Each intermediate casing string (e.g.; 13 3/8ths, 9 5/8ths) is hung from the wellhead (according to the drilling program of the well), where it is sealed, and then cemented through the shoe joint on the bottom to seal off the string. (Refer to FIG. 1.2.) A smaller bit is then used to drill out through the shoe into deeper zones, and is followed by the next casing string, etc. The driller logs (and may take samples) in the open hole of each new sequence before setting casing, using a logging service. Mud logs (a continuous report on drilling progress based on examination of the mud and cuttings circulating out of the hole during drilling) are often kept.

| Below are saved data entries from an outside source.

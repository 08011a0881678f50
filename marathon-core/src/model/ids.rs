// Licensed to the Apache Software Foundation (ASF) under one
// or more contributor license agreements.  See the NOTICE file
// distributed with this work for additional information
// regarding copyright ownership.  The ASF licenses this file
// to you under the Apache License, Version 2.0 (the
// "License"); you may not use this file except in compliance
// with the License.  You may obtain a copy of the License at
//
//   http://www.apache.org/licenses/LICENSE-2.0
//
// Unless required by applicable law or agreed to in writing,
// software distributed under the License is distributed on an
// "AS IS" BASIS, WITHOUT WARRANTIES OR CONDITIONS OF ANY
// KIND, either express or implied.  See the License for the
// specific language governing permissions and limitations
// under the License.

use std::fmt;

use serde::{Deserialize, Serialize};

/// Slash-delimited, case-preserving path identifying a RunSpec or Group in
/// the tree, e.g. `/prod/web/api`. Always starts with `/`.
#[derive(Debug, Clone, PartialEq, Eq, PartialOrd, Ord, Hash, Serialize, Deserialize)]
pub struct AbsolutePathId(String);

impl AbsolutePathId {
    pub fn new(path: impl Into<String>) -> Self {
        let mut path = path.into();
        if !path.starts_with('/') {
            path = format!("/{path}");
        }
        if path.len() > 1 && path.ends_with('/') {
            path.pop();
        }
        Self(path)
    }

    pub fn root() -> Self {
        Self("/".to_owned())
    }

    pub fn as_str(&self) -> &str {
        &self.0
    }

    pub fn is_root(&self) -> bool {
        self.0 == "/"
    }

    /// The parent group path, or `None` if this is already the root.
    pub fn parent(&self) -> Option<AbsolutePathId> {
        if self.is_root() {
            return None;
        }
        match self.0.rfind('/') {
            Some(0) => Some(AbsolutePathId::root()),
            Some(idx) => Some(AbsolutePathId(self.0[..idx].to_owned())),
            None => None,
        }
    }

    /// True if `self` is `other` or nested under it.
    pub fn is_descendant_of(&self, other: &AbsolutePathId) -> bool {
        if other.is_root() {
            return true;
        }
        self.0 == other.0 || self.0.starts_with(&format!("{}/", other.0))
    }
}

impl fmt::Display for AbsolutePathId {
    fn fmt(&self, f: &mut fmt::Formatter<'_>) -> fmt::Result {
        write!(f, "{}", self.0)
    }
}

impl From<&str> for AbsolutePathId {
    fn from(s: &str) -> Self {
        AbsolutePathId::new(s)
    }
}

impl From<String> for AbsolutePathId {
    fn from(s: String) -> Self {
        AbsolutePathId::new(s)
    }
}

/// Stable identifier of an `Instance`, preserved across task restarts.
#[derive(Debug, Clone, PartialEq, Eq, Hash, Serialize, Deserialize)]
pub struct InstanceId(pub String);

impl InstanceId {
    pub fn new(run_spec_id: &AbsolutePathId, uuid: uuid::Uuid) -> Self {
        InstanceId(format!("{}.instance-{}", encode_for_task_id(run_spec_id), uuid))
    }
}

impl fmt::Display for InstanceId {
    fn fmt(&self, f: &mut fmt::Formatter<'_>) -> fmt::Result {
        write!(f, "{}", self.0)
    }
}

/// Task id, embedding the instance id and an incarnation counter so that a
/// terminal status for an old incarnation is recognizably stale.
#[derive(Debug, Clone, PartialEq, Eq, Hash, Serialize, Deserialize)]
pub struct TaskId {
    pub instance_id: InstanceId,
    pub incarnation: u32,
    /// Only present for pods, which launch more than one task per instance.
    pub container_name: Option<String>,
}

impl TaskId {
    pub fn new(instance_id: InstanceId, incarnation: u32) -> Self {
        Self {
            instance_id,
            incarnation,
            container_name: None,
        }
    }
}

impl fmt::Display for TaskId {
    fn fmt(&self, f: &mut fmt::Formatter<'_>) -> fmt::Result {
        match &self.container_name {
            Some(name) => write!(f, "{}.{}.{}", self.instance_id, name, self.incarnation),
            None => write!(f, "{}.{}", self.instance_id, self.incarnation),
        }
    }
}

fn encode_for_task_id(id: &AbsolutePathId) -> String {
    id.as_str().trim_start_matches('/').replace('/', "_")
}

#[cfg(test)]
mod test {
    use super::*;

    #[test]
    fn path_normalizes_leading_slash() {
        assert_eq!(AbsolutePathId::new("foo/bar").as_str(), "/foo/bar");
        assert_eq!(AbsolutePathId::new("/foo/bar").as_str(), "/foo/bar");
    }

    #[test]
    fn parent_of_root_is_none() {
        assert_eq!(AbsolutePathId::root().parent(), None);
    }

    #[test]
    fn parent_of_top_level_is_root() {
        assert_eq!(AbsolutePathId::new("/foo").parent(), Some(AbsolutePathId::root()));
    }

    #[test]
    fn descendant_check() {
        let parent = AbsolutePathId::new("/a/b");
        assert!(AbsolutePathId::new("/a/b/c").is_descendant_of(&parent));
        assert!(AbsolutePathId::new("/a/b").is_descendant_of(&parent));
        assert!(!AbsolutePathId::new("/a/bc").is_descendant_of(&parent));
    }
}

The production string of casing is the final string run, and when it is in place and cemented, the well is ready for completion.
The term "completion" encompasses a number of methods that determine how the well will communicate with the producing intervals is penetrated. This can range from "barefoot" or open hole completions, to hung liners, to perforated casing, and nowadays may include drilling one or more laterals into the formation for horizontal completions. The basic idea is to maximize the capability of the well to produce hydrocarbons without the side effects of producing water and sand, and to minimize the production of the gas cap (gas already present in the reservoir).
Included in the completion scheme is the tubing string and any downhole pumping or gas injection methods. Tubing is run into the well through the production string of casing, and generally a packoff is set above the producing interval. If the well has enough pressure, it can produce by flowing through the tubing. The annulus between the tubing and the casing is usually dry or may be filled with a fluid, such as water. If it cannot flow, then some form of down hole pumping or gas injection can be used to assist production.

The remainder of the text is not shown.